This is What Arthritis Looks Like

Stephanie has axial and peripheral spondylitis. These types of Arthritis affect the spine and pelvic joints and the arm and leg joints.

“I had significant inflammation and swelling in several joints that meant I couldn’t walk. I continued to see the doctors at the hospital because the disease affected me to the point I couldn’t cook for my children, do household tasks, walk, exercise, and work was getting harder and harder.”

Stephanie’s arthritis diagnosis began eight years ago, following a slow recovery from a head injury.  Diagnosis can be a slow journey because the inflammatory arthritis diseases have a lot in common.

“While my diagnosis story is fraught, each doctor gave me the best care they could, given what they knew at the time, and I was treated early. The diagnosis was important to me, so I could research ways to get some control back in my life and manage my condition.”

Steph

Steph

Axial & Peripheral Spondylitis

“I had significant inflammation and swelling in several joints that meant I couldn’t walk. The disease affected me to the point I couldn’t cook for my children, do household tasks, exercise, and work was getting harder and harder.”

Following an incredibly painful bang to the hand, and fatigue from a head injury that refused to subside, Stephanie went to see a rheumatologist. A blood test and x-ray supported the diagnosis of rheumatoid arthritis, and she started on the medication. Later, because rheumatoid arthritis wasn’t progressing as it usually does, the diagnosis changed to palindromic arthritis. Stephanie changed specialists, following a second opinion requested by her GP. The new specialist kept the diagnosis, and as it began to affect her more, the diagnosis changed back to rheumatoid arthritis.

“I was then urgently reviewed by the doctors at the hospital because I became resistant to Humira and had significant inflammation and swelling in several joints that meant I couldn’t walk.”

Stephanie returned to the doctors in the hospital as she was unable to cook for her children, do household tasks, walk, exercise, and work was getting harder.

“I wanted more coordinated care that enabled me to access to pain clinics, and a physiotherapist and occupational therapist that had experience working with complex health conditions. The tendons in my hands, feet, legs, and shoulders hurt, my neck was always stiff, and I had lower back pain. I also had a bout of uveitis.

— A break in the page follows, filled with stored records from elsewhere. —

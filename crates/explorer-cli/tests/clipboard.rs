//! Terminal clipboard backends and the copy fallback chain.

use explorer_cli::{Osc52Clipboard, PrintFallback};
use explorer_core::{ClipboardBackend, CopyOutcome, copy_with_fallback};

const LINK: &str = "https://example.com/explorer/#s-max-threads";

#[test]
fn osc52_wraps_base64_payload() {
    let mut clipboard = Osc52Clipboard::new(Vec::new(), true);
    clipboard.write_text("hi").unwrap();
    assert_eq!(clipboard.into_inner(), b"\x1b]52;c;aGk=\x07");
}

#[test]
fn non_terminal_output_falls_back_to_printing() {
    let mut primary = Osc52Clipboard::new(Vec::new(), false);
    let mut fallback = PrintFallback::new(Vec::new());
    let outcome = copy_with_fallback(&mut primary, &mut fallback, LINK);
    assert_eq!(outcome, CopyOutcome::Fallback);
    assert!(primary.into_inner().is_empty());
    assert_eq!(
        String::from_utf8(fallback.into_inner()).unwrap(),
        format!("{LINK}\n")
    );
}

#[test]
fn terminal_copy_prints_nothing() {
    let mut primary = Osc52Clipboard::new(Vec::new(), true);
    let mut fallback = PrintFallback::new(Vec::new());
    let outcome = copy_with_fallback(&mut primary, &mut fallback, LINK);
    assert_eq!(outcome, CopyOutcome::Primary);
    assert!(fallback.into_inner().is_empty());
}
//! Library surface of the settings explorer command line tool.

pub mod clipboard;
pub mod location;
pub mod logging;
pub mod settings;

pub use clipboard::{Osc52Clipboard, PrintFallback};
pub use location::{FilterOverrides, build_location};
pub use logging::{LogConfig, LogFormat, init_logging, init_logging_with_writer};
pub use settings::{default_config_path, load_config, resolve_config_path, save_theme};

Unbeknown to me, my previous GP had done a blood test for HLA b27 that came back positive. When my new GP gave a history to the new specialist at the hospital, it included information about the blood test results and the uveitis. The new specialist diagnosed axial and peripheral spondylitis. I am now at the end of the New Zealand drug road and use infliximab. This works well for me, but the disease is not controlled, and I continue to slowly deteriorate.”

The disease has had a significant impact on Stephanie’s life as it is an ongoing disability. “I have had to give up so much, and I wanted it all to stop. It took me a long time to come to terms with this disease.”

Self management

After accepting the condition, Stephanie says her life is enriched because she has met new people who have shared their own precious stories and journeys.

“A disease like this that takes over and sets physical and mental limits and barriers changes you and what you think of yourself. The first steps to acceptance were to re-visit my values. For example, rather than defining myself as a “cyclist”, I thought about what cycling gave me. It gave me adventure, so this became my value. Cycling also gave me connections, so this becomes my value. Cycling also gave me exercise, so this became my value. By thinking about my values differently, I was able to embrace rehab exercises, stretching, and body movement every day.”

Stephanie took up sit-skiing because she and her family have always been avid skiers. “Sit-skiing lets me keep my sense of adventure and to keep skiing with my family. I also have an e-bike to give me the option to have a daily bike ride.”

Stephanie also manages her Arthritis with rest, a FODMAP diet, and seeking adventure for her mental health and wellbeing.

“I am learning to enjoy and notice the small things in life with greater mindfulness. But most importantly, I want to give back. I want to reach out and help others with their journey and perhaps inspire them to participate, exercise, and reach for their passions or values.”

For Steph, this is what arthritis looks like.